The year has changed the hope for better moments now falls on the vaccine. In Portugal, 70 thousand doses have already been administered and the process is then underway. However, doubts arose regarding the effectiveness of Pfizer-BioNTech regarding the new strain of the COVID-19 virus.
A recent study suggests that the vaccine to be administered in Portugal is effectively effective against the new strain of the virus.

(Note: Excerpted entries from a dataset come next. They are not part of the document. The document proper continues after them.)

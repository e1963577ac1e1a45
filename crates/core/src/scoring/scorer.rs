use crate::domain::factor::{FactorSet, NormalizedFactorSet, PerCategory};
use crate::domain::rating::Rating;
use crate::domain::score::{round2, Score};
use crate::domain::weights::WeightVector;
use crate::error::ScoringError;
use crate::scoring::normalizer::normalize;

/// Weighted sum of sub-scores, clamped to [0, 100], plus the per-category terms.
///
/// The composite is quantized to hundredths, so sums that only differ by float
/// noise come out identical and fall through to the tie-breakers.
pub fn composite(subscores: &NormalizedFactorSet, weights: &WeightVector) -> (f64, PerCategory<f64>) {
    let contributions = subscores.map(|category, s| weights.get(category) * s);
    let sum: f64 = contributions.iter().map(|(_, c)| *c).sum();
    if !sum.is_finite() {
        return (sum, contributions);
    }
    (round2(sum.clamp(0.0, 100.0)), contributions)
}

/// Normalize, weight and classify one ticker.
pub fn score_ticker(factors: &FactorSet, weights: &WeightVector) -> Result<Score, ScoringError> {
    let ticker = factors.ticker.trim();
    if ticker.is_empty() {
        return Err(ScoringError::EmptyTicker);
    }

    let subscores = normalize(factors);
    let (composite, contributions) = composite(&subscores, weights);
    if !composite.is_finite() {
        return Err(ScoringError::NonFiniteComposite(ticker.to_string()));
    }

    Ok(Score {
        ticker: ticker.to_string(),
        name: factors.name.clone(),
        sector: factors.sector.clone(),
        composite,
        rating: Rating::classify(composite),
        subscores,
        contributions,
        signals: factors.signals.clone(),
    })
}

#[cfg(test)]
mod tests {
    use super::*;
    use crate::domain::factor::Category;

    fn subscores(t: f64, s: f64, f: f64, m: f64, r: f64) -> NormalizedFactorSet {
        PerCategory {
            technical: t,
            sentiment: s,
            fundamental: f,
            macro_: m,
            risk: r,
        }
    }

    fn approx(a: f64, b: f64) -> bool {
        (a - b).abs() < 1e-9
    }

    #[test]
    fn weighted_sum_matches_worked_example() {
        let (c, contrib) = composite(&subscores(80.0, 60.0, 70.0, 50.0, 40.0), &WeightVector::default());
        assert!(approx(c, 65.5));
        assert!(approx(contrib.technical, 24.0));
        assert!(approx(contrib.sentiment, 15.0));
        assert!(approx(contrib.fundamental, 17.5));
        assert!(approx(contrib.macro_, 5.0));
        assert!(approx(contrib.risk, 4.0));
        assert_eq!(Rating::classify(c), Rating::Buy);
    }

    #[test]
    fn all_max_subscores_is_strong_buy() {
        let (c, _) = composite(&subscores(100.0, 100.0, 100.0, 100.0, 100.0), &WeightVector::default());
        assert!(approx(c, 100.0));
        assert!(c <= 100.0);
        assert_eq!(Rating::classify(c), Rating::StrongBuy);
    }

    #[test]
    fn absent_categories_score_as_neutral() {
        let fs = FactorSet::empty("8035.T")
            .with(Category::Technical, 90.0)
            .with(Category::Sentiment, 0.4)
            .with(Category::Risk, 0.3);
        let score = score_ticker(&fs, &WeightVector::default()).unwrap();
        assert_eq!(score.subscore(Category::Fundamental), 50.0);
        assert_eq!(score.subscore(Category::Macro), 50.0);
        assert!(approx(score.subscore(Category::Sentiment), 70.0));
        assert!(approx(score.composite, 65.0));
        assert_eq!(score.rating, Rating::Buy);
    }

    #[test]
    fn contributions_sum_to_composite() {
        let fs = FactorSet::empty("6861.T")
            .with(Category::Technical, 33.0)
            .with(Category::Fundamental, 71.2)
            .with(Category::Sentiment, -0.35);
        let score = score_ticker(&fs, &WeightVector::default()).unwrap();
        let sum: f64 = score.contributions.iter().map(|(_, c)| *c).sum();
        assert!((sum - score.composite).abs() <= 0.005 + 1e-9);
    }

    #[test]
    fn equal_sums_produce_identical_composites() {
        let w = WeightVector::default();
        let (a, _) = composite(&subscores(50.0, 63.3, 64.6, 55.0, 48.0), &w);
        let (b, _) = composite(&subscores(51.5, 61.2, 64.9, 55.0, 48.0), &w);
        assert_eq!(a.to_bits(), b.to_bits());
        assert_eq!(a, 57.28);
    }

    #[test]
    fn signals_carry_through_to_score() {
        let fs: FactorSet = serde_json::from_value(serde_json::json!({
            "ticker": "9984.T",
            "technical": 72.0,
            "signals": ["golden cross on 50/200 MA", "volume 2.1x 20-day average"]
        }))
        .unwrap();
        let score = score_ticker(&fs, &WeightVector::default()).unwrap();
        assert_eq!(score.signals, fs.signals);

        let v = serde_json::to_value(&score).unwrap();
        assert_eq!(
            v["signals"],
            serde_json::json!(["golden cross on 50/200 MA", "volume 2.1x 20-day average"])
        );

        let bare = score_ticker(&FactorSet::empty("9984.T"), &WeightVector::default()).unwrap();
        assert!(bare.signals.is_empty());
    }

    #[test]
    fn raising_one_subscore_never_lowers_composite() {
        let w = WeightVector::default();
        let base = subscores(35.0, 62.0, 48.0, 51.0, 20.0);
        let (c0, _) = composite(&base, &w);
        for category in Category::ALL {
            for bump in [0.0, 0.01, 5.0, 40.0] {
                let mut raised = base;
                let slot = raised.get_mut(category);
                *slot = (*slot + bump).min(100.0);
                let (c1, _) = composite(&raised, &w);
                assert!(c1 >= c0, "{category} +{bump}: {c1} < {c0}");
            }
        }
    }

    #[test]
    fn composite_stays_in_bounds() {
        let w = WeightVector::default();
        for t in [0.0, 25.0, 100.0] {
            for s in [0.0, 50.0, 100.0] {
                for r in [0.0, 100.0] {
                    let (c, _) = composite(&subscores(t, s, 100.0 - t, s, r), &w);
                    assert!((0.0..=100.0).contains(&c));
                }
            }
        }
    }

    #[test]
    fn trims_ticker_and_rejects_empty() {
        let score = score_ticker(&FactorSet::empty("  AAPL "), &WeightVector::default()).unwrap();
        assert_eq!(score.ticker, "AAPL");
        assert_eq!(
            score_ticker(&FactorSet::empty("   "), &WeightVector::default()).unwrap_err(),
            ScoringError::EmptyTicker
        );
    }
}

Pfizer-BioNTech vaccine effective against the new strain
A few weeks ago, the United Kingdom alerted the world to a new strain of the virus that causes COVID-19. This, after vaccines are being developed and several countries have already acquired that of Pfizer-BioNTech.
As a result, the concern returned and, globally, the question arose about the vaccine's effectiveness in relation to the new strain that appeared in the United Kingdom.
Although it was said that the vaccine could be effective, there were still no certainties. So, they are now the result of new research that suggests that the vaccine to be administered in Portugal can effectively protect against the new, apparently more infectious variants.
Vaccine readjustments are not out of the question
As reported, these variants carry multiple mutations, but share one that scholars believe is the reason they are more infectious. So, the N501Y is a slight change in one point of the spike protein that lines the virus.
According to the study, they used blood samples from 20 people who received the vaccine from Pfizer-BioNTech. Subsequently, the receptor antibodies successfully fought the virus in laboratory dishes.
It was a very reassuring discovery that at least this mutation, which was one of the ones that most worried people, does not seem to be a problem.
Revealed Philip Dormitzer, scientific head of Pfizer.
Although the study is still preliminary and has not been reviewed by experts, Anthony Fauci, the leading American infectious disease specialist, recently clarified that vaccines are designed to recognize multiple parts of the virus' spike protein. As such, they are unlikely to be effective against a new strain.
Even so, viruses inherently undergo small changes as they spread and, therefore, it is necessary to test and, if necessary, readjust the vaccine.